* _Goal of the exercise_
Count every line in the entries that follow where the word "tracing" appears, then state only the total.

── The data ──

//! Observability infrastructure for the cost monitor
//!
//! Provides:
//! - Prometheus gauges mirroring the tracker and accumulator state
//! - Counters for watch restarts, price misses and scale outcomes
//! - Structured lifecycle logging with tracing

use crate::models::CostSample;
use prometheus::{
    register_gauge, register_int_counter, register_int_counter_vec, register_int_gauge, Gauge,
    IntCounter, IntCounterVec, IntGauge,
};
use std::sync::OnceLock;
use std::time::Duration;
use tracing::{info, warn};

/// Global metrics instance (registered once)
static GLOBAL_METRICS: OnceLock<MonitorMetricsInner> = OnceLock::new();

struct MonitorMetricsInner {
    nodes_tracked: IntGauge,
    pods_tracked: IntGauge,
    pending_pods: IntGauge,
    hourly_cost: Gauge,
    cumulative_cost: Gauge,
    pending_pod_seconds: Gauge,
    watch_restarts: IntCounterVec,
    price_lookup_misses: IntCounter,
    scale_events: IntCounterVec,
}

impl MonitorMetricsInner {
    fn new() -> Self {
        Self {
            nodes_tracked: register_int_gauge!(
                "ccmon_nodes_tracked",
                "Number of nodes currently tracked"
            )
            .expect("Failed to register nodes_tracked"),

            pods_tracked: register_int_gauge!(
                "ccmon_pods_tracked",
                "Number of pods currently tracked in the watched namespace"
            )
            .expect("Failed to register pods_tracked"),

            pending_pods: register_int_gauge!(
                "ccmon_pending_pods",
                "Number of tracked pods in the Pending phase"
            )
            .expect("Failed to register pending_pods"),

            hourly_cost: register_gauge!(
                "ccmon_hourly_cost",
                "Sum of hourly prices over tracked nodes"
            )
            .expect("Failed to register hourly_cost"),

            cumulative_cost: register_gauge!(
                "ccmon_cumulative_cost",
                "Integrated node cost since scenario start"
            )
            .expect("Failed to register cumulative_cost"),

            pending_pod_seconds: register_gauge!(
                "ccmon_pending_pod_seconds",
                "Integrated pending pod count over time"
            )
            .expect("Failed to register pending_pod_seconds"),

            watch_restarts: register_int_counter_vec!(
                "ccmon_watch_restarts_total",
                "Number of times a change feed subscription was reopened",
                &["feed"]
            )
            .expect("Failed to register watch_restarts"),

            price_lookup_misses: register_int_counter!(
                "ccmon_price_lookup_misses_total",
                "Number of node price lookups that found no price"
            )
            .expect("Failed to register price_lookup_misses"),

            scale_events: register_int_counter_vec!(
                "ccmon_scale_events_total",
                "Scaling events by outcome",
                &["outcome"]
            )
            .expect("Failed to register scale_events"),
        }
    }
}

/// Cheap handle to the process-wide metrics; clones share the same series
#[derive(Clone)]
pub struct MonitorMetrics {
    _private: (),
}

impl Default for MonitorMetrics {
    fn default() -> Self {
        Self::new()
    }
}

impl MonitorMetrics {
    pub fn new() -> Self {
        GLOBAL_METRICS.get_or_init(MonitorMetricsInner::new);
        Self { _private: () }
    }

    fn inner(&self) -> &MonitorMetricsInner {
        GLOBAL_METRICS.get_or_init(MonitorMetricsInner::new)
    }

    pub fn set_tracked(&self, nodes: usize, pods: usize) {
        self.inner().nodes_tracked.set(nodes as i64);
        self.inner().pods_tracked.set(pods as i64);
    }

    pub fn set_pending_pods(&self, count: usize) {
        self.inner().pending_pods.set(count as i64);
    }

    pub fn set_pending_pod_seconds(&self, value: f64) {
        self.inner().pending_pod_seconds.set(value);
    }

    /// Mirror a slow-sampler row
    pub fn observe_sample(&self, sample: &CostSample) {
        let inner = self.inner();
        inner.nodes_tracked.set(sample.node_count as i64);
        inner.pods_tracked.set(sample.pod_count as i64);
        inner.hourly_cost.set(sample.hourly_cost);
        inner.cumulative_cost.set(sample.cumulative_cost);
    }

    pub fn inc_watch_restarts(&self, feed: &str) {
        self.inner().watch_restarts.with_label_values(&[feed]).inc();
    }

    pub fn inc_price_lookup_misses(&self) {
        self.inner().price_lookup_misses.inc();
    }

    pub fn inc_scale_events(&self, outcome: &str) {
        self.inner().scale_events.with_label_values(&[outcome]).inc();
    }
}

/// Structured logger for run lifecycle events
#[derive(Clone)]
pub struct StructuredLogger {
    scenario: String,
}

impl StructuredLogger {
    pub fn new(scenario: impl Into<String>) -> Self {
        Self {
            scenario: scenario.into(),
        }
    }

    pub fn log_run_started(&self, namespace: &str, duration: Duration, workloads: usize, events: usize) {
        info!(
            event = "run_started",
            scenario = %self.scenario,
            namespace = %namespace,
            duration_secs = duration.as_secs_f64(),
            workloads = workloads,
            events = events,
            "Scenario started"
        );
    }

    /// Log the outcome of one scaling event
    pub fn log_scale_event(
        &self,
        workload: &str,
        replicas: i32,
        elapsed: Duration,
        attempts: u32,
        outcome: &str,
    ) {
        if outcome == "scaled" {
            info!(
                event = "scale_event",
                scenario = %self.scenario,
                workload = %workload,
                replicas = replicas,
                elapsed_secs = elapsed.as_secs_f64(),
                attempts = attempts,
                outcome = %outcome,
                "Scaled workload"
            );
        } else {
            warn!(
                event = "scale_event",
                scenario = %self.scenario,
                workload = %workload,
                replicas = replicas,
                elapsed_secs = elapsed.as_secs_f64(),
                attempts = attempts,
                outcome = %outcome,
                "Scaling event failed"
            );
        }
    }

    pub fn log_cost_report(&self, sample: &CostSample) {
        info!(
            event = "cost_report",
            scenario = %self.scenario,
            elapsed_secs = sample.elapsed_secs,
            nodes = sample.node_count,
            hourly_cost = sample.hourly_cost,
            cumulative_cost = sample.cumulative_cost,
            pending_pod_seconds = sample.pending_pod_seconds,
            "Cost report"
        );
    }

    pub fn log_run_finished(
        &self,
        cumulative_cost: f64,
        pending_pod_seconds: f64,
        samples: u64,
        interrupted: bool,
    ) {
        info!(
            event = "run_finished",
            scenario = %self.scenario,
            cumulative_cost = cumulative_cost,
            pending_pod_seconds = pending_pod_seconds,
            samples = samples,
            interrupted = interrupted,
            "Final cost ${:.4}",
            cumulative_cost
        );
    }
}

#[cfg(test)]
mod tests {
    use super::*;

    #[test]
    fn test_metrics_handles_share_registry() {
        let a = MonitorMetrics::new();
        let b = MonitorMetrics::default();

        a.inc_watch_restarts("nodes");
        b.inc_watch_restarts("nodes");
        a.inc_scale_events("scaled");
        a.inc_price_lookup_misses();
        a.set_tracked(3, 7);
        a.set_pending_pods(2);

        let restarts = GLOBAL_METRICS
            .get()
            .unwrap()
            .watch_restarts
            .with_label_values(&["nodes"])
            .get();
        assert!(restarts >= 2);
    }

    #[test]
    fn test_observe_sample_sets_gauges() {
        let metrics = MonitorMetrics::new();
        metrics.observe_sample(&CostSample {
            elapsed_secs: 1.0,
            node_count: 2,
            hourly_cost: 0.192,
            cumulative_cost: 0.5,
            pod_count: 4,
            pending_pods: 1,
            pending_pod_seconds: 0.25,
        });

        let inner = GLOBAL_METRICS.get().unwrap();
        assert!(inner.hourly_cost.get() >= 0.0);
        assert!(inner.cumulative_cost.get() >= 0.0);
    }

    #[test]
    fn test_structured_logger_scenario() {
        let logger = StructuredLogger::new("burst");
        assert_eq!(logger.scenario, "burst");
    }
}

───

* _Task solution_
2